India: Mumbai billboard that killed 14 had no permit and was 9 times over permitted size
MUMBAI: Police in India’s financial capital have opened a criminal case against the owner of a huge billboard that collapsed on a petrol station and killed 14 people, media reports said Tuesday.
The giant 70 by 50-metre (230 by 164-foot) hoarding, bigger than an Olympic-sized swimming pool, in Mumbai’s east collapsed on Monday as fierce winds buffeted the city, accompanied by rain and dust storms.
It crushed a fuel station, homes and cars during the thunderstorm, trapping more than a 100 people, according to authorities.
Rescuers worked through the night to pull people from the debris on the side of a busy arterial road in the Mumbai suburb of Ghatkopar.
Some 75 wounded were rescued and 14 bodies found, the city’s civic body, the Brihanmumbai Municipal Corporation, said.
Local authorities confirmed Tuesday that 14 people had died in the accident with 75 more injured, with rescue operations still underway.
“Medical treatment is currently being provided to 44 injured individuals, with 31 already discharged after receiving treatment,” the city’s municipal corporation said in a post on social media platform X.
“Unfortunately, 14 people (succumbed) to death in this mishap,” it added. “Rescue operations are ongoing at the site.”
Collapse on petrol pump complicated rescue efforts
Gaurav Chauhan of the National Disaster Response Force (NDRF) told AFP that the billboard’s collapse on top of a petrol pump had complicated rescue efforts.
“We are not able to use equipment in case of fire and other hazards... so we are using heavy cranes just to remove the debris,” he said.
Media reports said Mumbai police had filed a culpable homicide case against the owner of Ego Media, the company identified as having installed the signage.
The owner of Ego Media, however, is no stranger to police cases and has over 20 against him, including one of rape, NDTV reported.
Police officials said Bhinde is on the run and his cellphone is switched off.
The advertising agency owner had also contested the state election as an Independent candidate from the Mulund constituency in 2009 and, in his affidavit, he had said that there are 23 cases registered against him under the Mumbai Municipal Corporation Act and the Negotiable Instruments Act (for bounced cheques).
In January this year, a case of rape was registered against him at the Mulund Police Station and a chargesheet has also been filed.
Sources told NDTV Bhinde had bagged several contracts from the Indian Railways and the Mumbai civic body, the Brihanmumbai Municipal Corporation (BMC), for erecting hoardings and banners over the years and has violated the rules of both organisations several times. He and others in his company are also named as accused in tree-poisoning and tree-cutting cases.
Police in the city could not be reached for comment by AFP on Tuesday morning and there was no sign that the owner had been taken into police custody.
Rescue workers used excavators to clear mangled metal debris in their final search for survivors.

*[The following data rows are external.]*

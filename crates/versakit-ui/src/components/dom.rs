//! Document side effects shared by the overlay components.
//!
//! # Design
//! - Every function here is a thin adapter: decisions are made by the types in
//!   [`crate::core`], this module only reads and writes the DOM.
//! - Failures are logged to the console and never panic; a missing body or a rejected
//!   focus call degrades to a no-op.

use crate::core::overlay::{
    FocusMove, FocusScope, FrameStep, FrameToken, OverlayId, PanelLifecycle,
};
use crate::core::store::{OverlayRegistry, ScrollEffect};
use gloo::console;
use gloo::render::{AnimationFrame, request_animation_frame};
use std::cell::RefCell;
use std::rc::Rc;
use wasm_bindgen::JsCast;
use web_sys::{Element, HtmlElement};
use yewdux::prelude::Dispatch;

/// Elements the focus trap cycles through.
pub(crate) const FOCUSABLE: &str = "button:not([disabled]), [href], input:not([disabled]), \
select:not([disabled]), textarea:not([disabled]), [tabindex]:not([tabindex=\"-1\"])";

/// Element overlay panels are portalled into.
pub(crate) fn portal_host() -> Option<Element> {
    gloo::utils::document().body().map(Into::into)
}

fn body_overflow(body: &HtmlElement) -> String {
    body.style()
        .get_property_value("overflow")
        .unwrap_or_default()
}

fn apply_scroll(effect: &ScrollEffect) {
    let Some(body) = gloo::utils::document().body() else {
        return;
    };
    let style = body.style();
    let result = match effect {
        ScrollEffect::Lock => style.set_property("overflow", "hidden"),
        ScrollEffect::Restore(value) if value.is_empty() => {
            style.remove_property("overflow").map(|_| ())
        }
        ScrollEffect::Restore(value) => style.set_property("overflow", value),
    };
    if let Err(err) = result {
        console::error!("overlay scroll lock failed", err);
    }
}

/// Register `id` on the overlay stack and take a share of the body scroll lock.
pub(crate) fn register_overlay(id: OverlayId, parent: Option<OverlayId>) {
    let current = gloo::utils::document()
        .body()
        .map(|body| body_overflow(&body))
        .unwrap_or_default();
    let mut effect = None;
    Dispatch::<OverlayRegistry>::new().reduce_mut(|registry| {
        registry.push(id, parent);
        effect = registry.acquire_scroll(id, &current);
    });
    if let Some(effect) = effect {
        apply_scroll(&effect);
    }
}

/// Drop `id` from the stack and release its share of the scroll lock.
pub(crate) fn unregister_overlay(id: OverlayId) {
    let mut effect = None;
    Dispatch::<OverlayRegistry>::new().reduce_mut(|registry| {
        registry.remove(id);
        effect = registry.release_scroll(id);
    });
    if let Some(effect) = effect {
        apply_scroll(&effect);
    }
}

/// Whether `id` currently owns keyboard handling.
pub(crate) fn is_topmost(id: OverlayId) -> bool {
    Dispatch::<OverlayRegistry>::new().get().is_topmost(id)
}

/// Focusable descendants of `scope` in document order.
pub(crate) fn focusables(scope: &Element) -> Vec<HtmlElement> {
    let Ok(nodes) = scope.query_selector_all(FOCUSABLE) else {
        return Vec::new();
    };
    (0..nodes.length())
        .filter_map(|index| nodes.item(index))
        .filter_map(|node| node.dyn_into::<HtmlElement>().ok())
        .collect()
}

/// Currently focused element, if it is an `HtmlElement`.
pub(crate) fn active_element() -> Option<HtmlElement> {
    gloo::utils::document()
        .active_element()
        .and_then(|element| element.dyn_into::<HtmlElement>().ok())
}

fn focus(element: &HtmlElement, what: &str) {
    if let Err(err) = element.focus() {
        console::error!(format!("{what} focus failed"), err);
    }
}

/// Carry out a trap decision against the elements it was computed from.
pub(crate) fn apply_focus(step: FocusMove, items: &[HtmlElement], container: &HtmlElement) {
    match step {
        FocusMove::Native => {}
        FocusMove::Focus(index) => {
            if let Some(target) = items.get(index) {
                focus(target, "overlay");
            }
        }
        FocusMove::Container => focus(container, "overlay panel"),
    }
}

/// Move focus into a freshly opened panel.
pub(crate) fn focus_initial(container: &HtmlElement) {
    let items = focusables(container);
    apply_focus(FocusScope::new(items.len()).initial(), &items, container);
}

/// Resolve a Tab press inside `container`. Returns the decision so the caller can
/// suppress the browser default.
pub(crate) fn trap_tab(container: &HtmlElement, shift: bool) -> FocusMove {
    let items = focusables(container);
    let current = active_element().and_then(|active| {
        items
            .iter()
            .position(|item| item.is_same_node(Some(active.as_ref())))
    });
    let step = FocusScope::new(items.len()).on_tab(current, shift);
    apply_focus(step, &items, container);
    step
}

/// Return focus to the element that had it before the panel opened.
pub(crate) fn restore_focus(previous: Option<HtmlElement>) {
    if let Some(previous) = previous.filter(|element| element.is_connected()) {
        focus(&previous, "restore");
    }
}

/// Pending animation frames for one entry transition. Dropping it cancels the chain.
pub(crate) struct EntryFrames {
    frames: Rc<RefCell<Vec<AnimationFrame>>>,
}

impl Drop for EntryFrames {
    fn drop(&mut self) {
        self.frames.borrow_mut().clear();
    }
}

/// Run `lifecycle` through its entry frames and call `on_entered` once it reports
/// [`FrameStep::Entered`]. A token invalidated by a close in between stops the chain.
pub(crate) fn schedule_entry(
    lifecycle: Rc<RefCell<PanelLifecycle>>,
    token: FrameToken,
    on_entered: impl Fn() + 'static,
) -> EntryFrames {
    let frames = Rc::new(RefCell::new(Vec::new()));
    request_frame(&frames, lifecycle, token, Rc::new(on_entered));
    EntryFrames { frames }
}

fn request_frame(
    frames: &Rc<RefCell<Vec<AnimationFrame>>>,
    lifecycle: Rc<RefCell<PanelLifecycle>>,
    token: FrameToken,
    on_entered: Rc<dyn Fn()>,
) {
    let chain = Rc::clone(frames);
    let frame = request_animation_frame(move |_| {
        let step = lifecycle.borrow_mut().on_frame(token);
        match step {
            FrameStep::Again => request_frame(&chain, lifecycle, token, on_entered),
            FrameStep::Entered => on_entered(),
            FrameStep::Stale => {}
        }
    });
    frames.borrow_mut().push(frame);
}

“The operation was very challenging due to the weight of the structure and the presence of flammable liquid and gas at the site,” Mohsen Shahedi, a senior National Disaster Response Force officer, told Reuters.
Shahedi said the rescue operation was nearly over except for one last sweeping search.
“We believe there is no one else stuck under the debris,” he said.
Flights disrupted
Videos showed the towering billboard billowing in the wind before collapsing as a dust storm and rain lashed the city, bringing traffic to a standstill and disrupting flights at Mumbai airport.
The agency owning the billboard did not have a permit from the BMC, the municipal body said in a statement.
The hoarding measured about 1,338 square metres (14,400 square feet), it said, nine times more than the maximum permitted size.
The BMC said it had instructed the agency to remove all its hoardings immediately. “To prevent such accidents from happening again, instructions have been given to conduct a structural audit of all hoardings in Mumbai and immediately take down dangerous ones,” Eknath Shinde, the chief minister of Maharashtra state of which Mumbai is the capital, said in a post on X.
30 out of 1,300 not submitted a structural stability report
“Out of 1,300 such hoardings in Mumbai, around 30 have not submitted a structural stability report that is mandatory every two years,” said Bhushan Gagrani, who heads the BMC. “We are looking into that.”
City councillor Rakhee Jadhav told AFP that the collapse was avoidable, blaming shoddy construction.
“This is not a disaster. If this hoarding would have been properly installed... these casualties would have not happened,” she said.
“This area is a marshland and it is also a low-lying area,” she added. “The foundation of that hoarding should have gone more near the rock.”
The storm that hit Mumbai on Munday uprooted trees and caused brief power outages in various neighbourhoods around the city, also disrupting the city’s train network.
Mumbai’s international airport temporarily grounded flights with at least 15 planes diverted.
Devendra Fadnavis, the deputy chief minister of Maharashtra state, said on X that his government had ordered a “high-level inquiry” into the accident.
The state government would also make compensation payments of $6,000 (500,000 rupees) to relatives of those killed, he added.